Pendosa Yang Sombong
Jika melihat
tajuk dari tulisan ini, mungkin akan menimbulkan persepsi yang beragam dan
berbagai dugaan akan muncul dari pikiran kamu mengenai hal yang akan menjadi
ocehan saya saat ini. Tetapi, sebelum membacanya lebih lanjut. Mari hilangkan
segala pikiran negatif yang tengah hinggap di benakmu, sirnakan semua emosi
yang berbahaya, dan hidupkan kerasionalan pemikiranmu.
Jika berbicara
tentang kehidupan sebagai manusia. Kita tentu tidak akan lepas dari hal-hal
yang berkaitan dengan dosa. Kita semua sepakat, semua manusia yang hidup saat
ini adalah para pendosa yang mengemban dosa yang tidak sedikit. Sehingga,
manusia memilih bernaung pada agama yang mereka yakini dan salah satu tujuannya
adalah untuk menyirnakan dosa dari dirinya, demi meraih kehidupan yang bahagia
dan hakiki. Bebas dari beban.
Kendatipun
demikian, dari sekian banyak pendosa yang hidup di dunia ini. Tidak semuanya
menjalani kehidupan layaknya pendosa yang tahu diri. Ada yang menikmati hidup
dengan menjadikan diri sebagai mesin pencetak dosa, merasa bahagia tanpa
merasakan beban dari dosa dimiliki. Ada yang menjalani hidup layaknya orang
suci namun bersikap bak orang yang bebas dari dosa, sehingga dengan mudahnya
merendahkan pendosa-pendosa lainnya. Dan ada juga yang berbangga diri dengan
dosanya, dan menantang pendosa-pendosa lainnya untuk menghinanya, merendahkan,
serta mengucilkan.
Nah, pada
tulisan kali ini. Saya hanya hendak menorehkan sebuah renungan dan tentunya
sebagai pendosa. Renungan saat ini adalah berkenaan dengan kelompok pendosa
yang tidak mengetahui hakikat dirinya sebagai pendosa. Mungkin, kita bisa
menganggap sebagai sebuah kesombongan dalam berdosa dan ke-tidak tahu diri-an
yang mengakar terhadap dosa tersebut. Dan akhirnya, jauh dari hakikat
sebenarnya hidup sebagai pendosa.
Dalam renungan
kali ini. Saya melihat ada dua golongan pendosa yang sombong yang sering kita
temui dalam kehidupan kita. Mungkin terdapat di dalam diri kita ciri-ciri dari
dua golongan tersebut. Siapa sajakah mereka? Mari kita bahas satu-persatu.
Pertama, yaitu
golongan pendosa yang suka mencaci, menghuta, serta menyerapai pendosa lain.

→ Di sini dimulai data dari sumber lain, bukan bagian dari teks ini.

impl Node {
    pub fn new(config: NodeConfig) -> Self {
        Self::with_sink(config, Arc::new(LogSink))
    }

    /// A node that reports receive-loop errors to `sink`.
    pub fn with_sink(config: NodeConfig, sink: Arc<dyn UnhandledErrorSink>) -> Self {
        Self {
            inner: Arc::new(NodeInner {
                config,
                types: Arc::new(TypeRegistry::new()),
                storage: Arc::new(ObjectStorage::new()),
                clients: ClientLookup::new(),
                side_channel: SideChannel::new(),
                sink,
                state: RwLock::new(NodeState::Unbound),
            }),
        }
    }

    pub fn downgrade(&self) -> WeakNode {
        WeakNode(Arc::downgrade(&self.inner))
    }

    pub fn config(&self) -> &NodeConfig {
        &self.inner.config
    }

    /// Make `T` known so fetched objects of that type can be rebuilt.
    pub fn register_type<T: SharedType>(&self) {
        self.inner.types.register::<T>();
    }

    pub fn types(&self) -> &TypeRegistry {
        &self.inner.types
    }

    pub fn storage(&self) -> &Arc<ObjectStorage> {
        &self.inner.storage
    }

    pub fn clients(&self) -> &ClientLookup {
        &self.inner.clients
    }

    pub fn side_channel(&self) -> &SideChannel {
        &self.inner.side_channel
    }

    /// The object lookup of a bound node.
    pub fn lookup(&self) -> TetherResult<ObjectLookup> {
        Ok(self.bound()?.lookup.clone())
    }

    /// The local endpoint, once bound.
    pub fn self_contact(&self) -> Option<Contact> {
        self.bound().ok().map(|b| b.contact)
    }

    pub fn is_bound(&self) -> bool {
        self.bound().is_ok()
    }

    /// Every connected contact other than this node.
    pub fn contacts(&self) -> Vec<Contact> {
        match self.self_contact() {
            Some(me) => self.inner.clients.contacts_except(&me),
            None => self.inner.clients.contacts(),
        }
    }

    fn bound(&self) -> TetherResult<Arc<Bound>> {
        let state = self.inner.state.read().unwrap_or_else(|e| e.into_inner());
        match &*state {
            NodeState::Bound(bound) => Ok(Arc::clone(bound)),
            NodeState::Unbound => Err(TetherError::NotBound),
            NodeState::Closed => Err(TetherError::Closed),
        }
    }

    fn check_unbound(&self) -> TetherResult<()> {
        let state = self.inner.state.read().unwrap_or_else(|e| e.into_inner());
        match &*state {
            NodeState::Unbound => Ok(()),
            NodeState::Bound(bound) => Err(TetherError::AlreadyBound(bound.contact)),
            NodeState::Closed => Err(TetherError::Closed),
        }
    }

    /// Bind to `address:port` and start accepting connections.
    ///
    /// Port 0 picks a free port; the returned contact carries the real one.
    pub async fn bind(&self, address: IpAddr, port: u16) -> TetherResult<Contact> {
        self.check_unbound()?;

        let inner = &self.inner;
        let listener = ConnectionHandler::bind(SocketAddr::new(address, port)).await?;
        let contact = listener.contact();

        let ctx = Arc::new(HandlerContext {
            config: inner.config.clone(),
            self_contact: contact,
            storage: Arc::clone(&inner.storage),
            clients: inner.clients.clone(),
            side_channel: inner.side_channel.clone(),
            types: Arc::clone(&inner.types),
            node: self.downgrade(),
        });
        let dispatcher = Arc::new(handlers::dispatcher(ctx));
        let connector = ClientConnector::new(
            inner.clients.clone(),
            inner.side_channel.clone(),
            Arc::clone(&dispatcher),
            Arc::clone(&inner.sink),
        )
        .with_timeout(inner.config.connect_timeout())
        .advertise(contact.port);
        let lookup = ObjectLookup::new(
            Arc::clone(&inner.storage),
            inner.clients.clone(),
            inner.side_channel.clone(),
            contact,
        );
        let bound = Arc::new(Bound {
            contact,
            listener,
            connector,
            lookup,
        });

        let conflict = {
            let mut state = inner.state.write().unwrap_or_else(|e| e.into_inner());
            let conflict = match &*state {
                NodeState::Unbound => None,
                NodeState::Bound(other) => Some(TetherError::AlreadyBound(other.contact)),
                NodeState::Closed => Some(TetherError::Closed),
            };
            if conflict.is_none() {
                *state = NodeState::Bound(Arc::clone(&bound));
            }
            conflict
        };
        if let Some(e) = conflict {
            bound.listener.stop().await;
            return Err(e);
        }

        inner.clients.register(ClientHandler::loopback(
            contact,
            Arc::clone(&dispatcher),
            Arc::clone(&inner.sink),
        ));
        bound
            .listener
            .start(inner.clients.clone(), dispatcher, Arc::clone(&inner.sink));

        info!(
            %contact,
            architecture = %inner.config.architecture,
            caching = %inner.config.caching,
            server = inner.config.is_server,
            "node bound"
        );
        Ok(contact)
    }

    /// Stop listening and close every connection. Closing twice is a no-op.
    pub async fn close(&self) {
        let previous = {
            let mut state = self.inner.state.write().unwrap_or_else(|e| e.into_inner());
            std::mem::replace(&mut *state, NodeState::Closed)
        };
        let NodeState::Bound(bound) = previous else {
            return;
        };

        bound.listener.stop().await;
        for handler in self.inner.clients.drain() {
            handler.stop().await;
        }
        info!(contact = %bound.contact, "node closed");
    }

    /// Open a connection to `contact` unless one exists.
    pub async fn connect(&self, contact: Contact) -> TetherResult<()> {
        let bound = self.bound()?;
        self.handler_for(&bound, contact).await.map(|_| ())
    }

    async fn handler_for(
        &self,
        bound: &Bound,
        contact: Contact,
    ) -> TetherResult<Arc<ClientHandler>> {
        match self.inner.clients.get(&contact) {
            Some(handler) => Ok(handler),
            None => bound.connector.connect(contact).await,
        }
    }

    /// Store `value` under `id`, owned by this node.
    pub fn store(&self, id: Id, value: Arc<dyn DistributedObject>) -> TetherResult<()> {
        let bound = self.bound()?;
        value.attach(self.downgrade(), id);
        debug!(%id, name = value.name(), "storing object");
        self.inner
            .storage
            .update_or_put(LiveEntry::new(id, bound.contact, Some(value)));
        Ok(())
    }

    /// Store a shared object under the hash of its name, or under the key it
    /// is already attached to.
    pub fn share<T: SharedType>(&self, object: &Arc<SharedObject<T>>) -> TetherResult<()> {
        let value: Arc<dyn DistributedObject> = Arc::clone(object) as Arc<dyn DistributedObject>;
        self.store(object.id(), value)
    }

    /// Resolve `id`, asking peers if it is not stored locally.
    pub async fn fetch(&self, id: Id) -> TetherResult<Option<Arc<dyn DistributedObject>>> {
        let bound = self.bound()?;
        let entry = bound
            .lookup
            .get_first(id, self.inner.config.fetch_timeout())
            .await?;
        Ok(entry.and_then(|e| e.value))
    }

    /// [`fetch`](Self::fetch), downcast to a concrete type.
    pub async fn fetch_as<T: SharedType>(
        &self,
        id: Id,
    ) -> TetherResult<Option<Arc<SharedObject<T>>>> {
        Ok(self
            .fetch(id)
            .await?
            .and_then(|object| object.into_any().downcast::<SharedObject<T>>().ok()))
    }

    async fn resolve(
        &self,
        bound: &Bound,
        id: Id,
    ) -> TetherResult<(LiveEntry, Arc<dyn DistributedObject>)> {
        let entry = bound
            .lookup
            .get_first(id, self.inner.config.fetch_timeout())
            .await?
            .ok_or_else(|| TetherError::ObjectVanished(id.to_string()))?;
        let object = entry.object()?;
        Ok((entry, object))
    }

    pub async fn get_property(&self, id: Id, property: &str) -> TetherResult<Value> {
        let bound = self.bound()?;
        let (entry, object) = self.resolve(&bound, id).await?;
        let route = routing::route(
            &self.inner.config,
            Operation::Get,
            property,
            entry.owner == bound.contact,
        )?;
        debug!(%id, property, ?route, "get property");

        match route {
            Route::Local | Route::LocalThenBroadcast => object.get_direct(property),
            Route::RemoteRequest | Route::RemoteSend => {
                let reply = self
                    .request(
                        &bound,
                        entry.owner,
                        Message::get_property(id, property),
                        MessageType::GetPropertyResult,
                    )
                    .await?;
                result_value(&reply)
            }
        }
    }

    /// Set a property. A remote owner is not waited for.
    pub async fn set_property(&self, id: Id, property: &str, value: Value) -> TetherResult<()> {
        self.set(id, property, value, false).await
    }

    /// Set a property and wait until the owner confirms it.
    pub async fn set_property_confirmed(
        &self,
        id: Id,
        property: &str,
        value: Value,
    ) -> TetherResult<()> {
        self.set(id, property, value, true).await
    }

    async fn set(&self, id: Id, property: &str, value: Value, confirm: bool) -> TetherResult<()> {
        let bound = self.bound()?;
        let (entry, object) = self.resolve(&bound, id).await?;
        let route = routing::route(
            &self.inner.config,
            Operation::Set,
            property,
            entry.owner == bound.contact,
        )?;
        debug!(%id, property, ?route, confirm, "set property");

        match route {
            Route::Local => object.set_direct(property, value),
            Route::LocalThenBroadcast => {
                let wire = ObjectWithType::from_value(&value)?;
                object.set_direct(property, value)?;
                self.broadcast_set(&bound, id, property, wire).await;
                Ok(())
            }
            Route::RemoteSend if !confirm => {
                let wire = ObjectWithType::from_value(&value)?;
                let handler = self.handler_for(&bound, entry.owner).await?;
                handler
                    .send(Message::set_property(id, property, wire, false))
                    .await
            }
            Route::RemoteSend | Route::RemoteRequest => {
                let wire = ObjectWithType::from_value(&value)?;
                self.request(
                    &bound,
                    entry.owner,
                    Message::set_property(id, property, wire, true),
                    MessageType::SetPropertyConfirmation,
                )
                .await
                .map(|_| ())
            }
        }
    }

    /// Call `method` on the object stored under `id`.
    pub async fn invoke(
        &self,
        id: Id,
        method: &str,
        type_arguments: Vec<String>,
        arguments: Vec<Value>,
    ) -> TetherResult<Value> {
        let bound = self.bound()?;
        let (entry, object) = self.resolve(&bound, id).await?;
        let access = object
            .method_access(method)
            .ok_or_else(|| TetherError::MissingMethod(method.to_string()))?;
        let route = routing::route(
            &self.inner.config,
            Operation::Invoke(access),
            method,
            entry.owner == bound.contact,
        )?;
        debug!(%id, method, ?route, "invoke");

        match route {
            Route::Local | Route::LocalThenBroadcast => {
                let call = MethodCall::new(arguments).with_type_arguments(type_arguments);
                object.invoke_direct(method, call).await
            }
            Route::RemoteRequest | Route::RemoteSend => {
                let arguments = arguments
                    .iter()
                    .map(ObjectWithType::from_value)
                    .collect::<TetherResult<Vec<_>>>()?;
                let reply = self
                    .request(
                        &bound,
                        entry.owner,
                        Message::invoke(id, method, type_arguments, arguments),
                        MessageType::InvokeResult,
                    )
                    .await?;
                result_value(&reply)
            }
        }
    }

    /// Bring one property in line across nodes.
    ///
    /// Authoritative: push the local value to every other contact.
    /// Otherwise: pull the owner's value and apply it to the local copy.
    pub async fn synchronise(
        &self,
        target: Id,
        property: &str,
        authoritative: bool,
    ) -> TetherResult<()> {
        let bound = self.bound()?;
        let (entry, object) = self.resolve(&bound, target).await?;

        if authoritative {
            if self.inner.config.is_client() {
                return Err(TetherError::MemberAccess(format!(
                    "{}: only the server may push property values",
                    property
                )));
            }
            let wire = ObjectWithType::from_value(&object.get_direct(property)?)?;
            self.broadcast_set(&bound, target, property, wire).await;
            return Ok(());
        }

        if entry.owner == bound.contact {
            return Ok(());
        }
        let reply = self
            .request(
                &bound,
                entry.owner,
                Message::get_property(target, property),
                MessageType::GetPropertyResult,
            )
            .await?;
        object.set_direct(property, result_value(&reply)?)
    }

    /// Send `message` to `owner` and wait for the reply of `reply_type`.
    async fn request(
        &self,
        bound: &Bound,
        owner: Contact,
        message: Message,
        reply_type: MessageType,
    ) -> TetherResult<Message> {
        context::check_deadlock(&owner)?;
        let handler = self.handler_for(bound, owner).await?;
        let id = message.id;
        let config = &self.inner.config;

        let reply = retry::send_with_retry(
            &self.inner.side_channel,
            owner,
            config.retries,
            config.request_timeout(),
            || handler.send(message.clone()),
            |m| m.is_reply(reply_type, id),
        )
        .await;
        // Resends or a timeout can leave replies behind.
        self.inner.side_channel.abandon(id);
        let reply = reply?;

        match reply.error {
            Some(error) => Err(TetherError::Remote(error)),
            None => Ok(reply),
        }
    }

    /// SetProperty to every contact except this node. Failures are logged.
    async fn broadcast_set(&self, bound: &Bound, id: Id, property: &str, wire: ObjectWithType) {
        for contact in self.inner.clients.contacts_except(&bound.contact) {
            let Some(handler) = self.inner.clients.get(&contact) else {
                continue;
            };
            let message = Message::set_property(id, property, wire.clone(), false);
            if let Err(e) = handler.send(message).await {
                warn!(%contact, %id, property, "broadcast failed: {}", e);
            }
        }
    }
}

Hal ini ada karena adanya perasaan di dalam diri yang merasa bahwa ia adalah
orang yang terbebas dari dosa. Sehingga, ia melihat orang lain sebagai yang tak
layak untuk diperlakukan dengan sebagai-mana mestinya. Sikap lain dari golongan
ini adalah bagaimana ia menyikapi orang-orang yang tak sefaham dengannya, tidak
sependapat. Mereka lebih cenderung menggunakan cacian, serta hujatan yang tak
enak didengar.
Golongan yang
kedua adalah golongan pendosa yang bangga menunjukkan dosanya. Ada yang dengan
memancing orang lain untuk menghina, menghujat, dan bahkan mengucilkannya.
Kata-kata yang paling sering digunakan adalah “ jika kalian merasa suci dari
dosa, Hinalah saya. Kalian suci dan aku bergelimang dosa...”. Sehingga hal
tersebut memberikan kesan bahwa seseorang begitu bangga dengan dosa yang ia
miliki dan itu sudah dianggap sebagai sebuah pakaian kebesaran yang tidak boleh
disentuh oleh siapapun.
Teman-temanku
sekalian. Tuhan membuat dosa ini tidak berwujud karena semata ingin menutupi
umatnya dari kenistaan. Mengapa demikian? Karena dosa hakikatnya adalah sebuah
aib yang seharusnya untuk ditutupi dan dihapus. Bagaimana mungkin kita akan
begitu sombong menistakan orang lain dengan dosa-dosanya, sementara kita
sendiri lupa dengan dosa kita. Dan bagaimana pula kita akan membanggakan diri
sebagai pendosa? Padahal dosa itu adalah aib dan kotoran yang harus dimusnahkan
dan dibersihkan?.
Oleh karena
itulah, Tuhan senantiasa memerintahkan kita untuk bertaubat serta diikuti
dengan memperbanyak amalan baik dan saling menasehati antar sesama. Ya,
nasehat-menasehati dengan penuh kasih sayang, merangkul dan saling membimbing.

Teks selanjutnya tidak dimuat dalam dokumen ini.